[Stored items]
****************

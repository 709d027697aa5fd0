use std::ffi::OsString;

use clap::Parser;
use lh_core::HostError;

mod cli_args;
mod commands;
mod error_map;
mod frame_runner;
mod logging;
mod models;
mod source_loader;
mod state_store;

pub(crate) use cli_args::{CallArgs, CheckArgs, Cli, InspectArgs, Mode, RunArgs};
pub(crate) use commands::{cli_host_functions, run_call, run_check, run_inspect};
#[cfg(test)]
pub(crate) use commands::{check_scripts, parse_call_args};
pub(crate) use error_map::{
    emit_error, map_cli_arg_invalid, map_cli_source_read, map_cli_source_scan,
    map_cli_state_invalid, map_cli_state_read, map_cli_state_write, map_cli_working_dir,
};
pub(crate) use frame_runner::run_run;
#[cfg(test)]
pub(crate) use frame_runner::{run_frames, FRAME_DELTA};
pub use logging::init_logging;
pub(crate) use models::{CheckEntry, CheckStatus, HostState, LoadedScript, HOST_STATE_SCHEMA};
pub(crate) use source_loader::{load_script, read_lua_scripts_from_dir, resolve_scripts_dir};
pub(crate) use state_store::{load_host_state, save_host_state};

pub fn run_cli_from_args<I, T>(args: I) -> i32
where
    I: IntoIterator<Item = T>,
    T: Into<OsString> + Clone,
{
    let cli = match Cli::try_parse_from(args) {
        Ok(cli) => cli,
        Err(error) => {
            let _ = error.print();
            return error.exit_code();
        }
    };
    match run(cli) {
        Ok(code) => code,
        Err(error) => emit_error(error),
    }
}

fn run(cli: Cli) -> Result<i32, HostError> {
    match cli.command {
        Mode::Inspect(args) => run_inspect(args),
        Mode::Check(args) => run_check(args),
        Mode::Call(args) => run_call(args),
        Mode::Run(args) => run_run(args),
    }
}


#[cfg(test)]
mod tests;
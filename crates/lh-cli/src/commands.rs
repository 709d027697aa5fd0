use std::sync::Arc;

use lh_core::{HostError, ScriptValue};
use lh_parser::{exposed_variables, serialized_variables};
use lh_runtime::{HostFunctionRegistry, HostFunctions, ScriptInstance, ScriptInstanceOptions};
use tracing::info;

use crate::{
    load_script, map_cli_arg_invalid, read_lua_scripts_from_dir, resolve_scripts_dir, CallArgs,
    CheckArgs, CheckEntry, CheckStatus, InspectArgs, LoadedScript,
};

/// Functions every script run through the CLI can call.
pub(crate) fn cli_host_functions() -> Arc<dyn HostFunctionRegistry> {
    let mut functions = HostFunctions::new();
    functions.register("host_log", |args| {
        let message = args
            .iter()
            .map(|arg| match arg {
                ScriptValue::String(text) => text.clone(),
                other => other.to_json().to_string(),
            })
            .collect::<Vec<_>>()
            .join(" ");
        info!(target: "scripting", "{}", message);
        Ok(ScriptValue::Nil)
    });
    functions.into_registry()
}

fn build_instance(script: &LoadedScript) -> Result<ScriptInstance, HostError> {
    ScriptInstance::with_options(ScriptInstanceOptions {
        name: script.name.clone(),
        source: script.source.clone(),
        host_functions: Some(cli_host_functions()),
    })
}

fn json_string(value: &str) -> String {
    serde_json::to_string(value).unwrap_or_else(|_| "\"\"".to_string())
}

pub(crate) fn run_inspect(args: InspectArgs) -> Result<i32, HostError> {
    let script = load_script(&args.script)?;
    let instance = build_instance(&script)?;

    println!("RESULT:OK");
    println!("SCRIPT:{}", instance.name());
    for declaration in instance.declarations() {
        if instance
            .try_get_function(&declaration.name, declaration.arity)
            .is_none()
        {
            continue;
        }
        println!(
            "FUNCTION:{}|{}|{}",
            declaration.name,
            declaration.arity,
            serde_json::to_string(&instance.tags_of(&declaration.name))
                .unwrap_or_else(|_| "[]".to_string())
        );
    }
    for tag in instance.tags() {
        println!("TAG_JSON:{}", json_string(tag));
    }
    for name in serialized_variables(instance.tags()) {
        println!("SERIALIZE:{}", name);
    }
    for variable in exposed_variables(instance.tags()) {
        println!("EXPOSED:{}|{}", variable.type_name, variable.name);
    }
    Ok(0)
}

pub(crate) fn check_scripts(args: &CheckArgs) -> Result<Vec<CheckEntry>, HostError> {
    let root = resolve_scripts_dir(&args.scripts_dir)?;
    let scripts = read_lua_scripts_from_dir(&root)?;

    Ok(scripts
        .into_iter()
        .map(|(relative_path, source)| {
            let name = relative_path.trim_end_matches(".lua").to_string();
            let status = match ScriptInstance::with_options(ScriptInstanceOptions {
                name,
                source,
                host_functions: Some(cli_host_functions()),
            }) {
                Ok(instance) => CheckStatus::Ok {
                    functions: instance.function_names().len(),
                },
                Err(error) => CheckStatus::Failed {
                    code: error.code,
                    message: error.message,
                },
            };
            CheckEntry {
                relative_path,
                status,
            }
        })
        .collect())
}

pub(crate) fn run_check(args: CheckArgs) -> Result<i32, HostError> {
    let entries = check_scripts(&args)?;
    let failed = entries
        .iter()
        .filter(|entry| matches!(entry.status, CheckStatus::Failed { .. }))
        .count();

    if failed == 0 {
        println!("RESULT:OK");
    }
    for entry in &entries {
        match &entry.status {
            CheckStatus::Ok { functions } => {
                println!("SCRIPT_OK:{}|{}", entry.relative_path, functions)
            }
            CheckStatus::Failed { code, message } => println!(
                "SCRIPT_ERROR:{}|{}|{}",
                entry.relative_path,
                code,
                json_string(message)
            ),
        }
    }

    if failed > 0 {
        return Err(HostError::new(
            "CLI_CHECK_FAILED",
            format!("{} of {} script(s) failed to load.", failed, entries.len()),
        ));
    }
    Ok(0)
}

pub(crate) fn parse_call_args(raw: &[String]) -> Result<Vec<ScriptValue>, HostError> {
    raw.iter()
        .enumerate()
        .map(|(index, arg)| {
            serde_json::from_str::<serde_json::Value>(arg)
                .map(ScriptValue::from_json)
                .map_err(map_cli_arg_invalid(index + 1, arg))
        })
        .collect()
}

pub(crate) fn run_call(args: CallArgs) -> Result<i32, HostError> {
    let script = load_script(&args.script)?;
    let call_args = parse_call_args(&args.args)?;
    let instance = build_instance(&script)?;
    let value = instance.call(&args.function, &call_args)?;

    println!("RESULT:OK");
    println!("VALUE_JSON:{}", value.to_json());
    Ok(0)
}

****************

__How to complete this task__. What is needed is a copy of every line above in which "CheckStatus" appears.

__Written solution__.
pub(crate) use models::{CheckEntry, CheckStatus, HostState, LoadedScript, HOST_STATE_SCHEMA};
    CheckArgs, CheckEntry, CheckStatus, InspectArgs, LoadedScript,
                Ok(instance) => CheckStatus::Ok {
                Err(error) => CheckStatus::Failed {
        .filter(|entry| matches!(entry.status, CheckStatus::Failed { .. }))
            CheckStatus::Ok { functions } => {
            CheckStatus::Failed { code, message } => println!(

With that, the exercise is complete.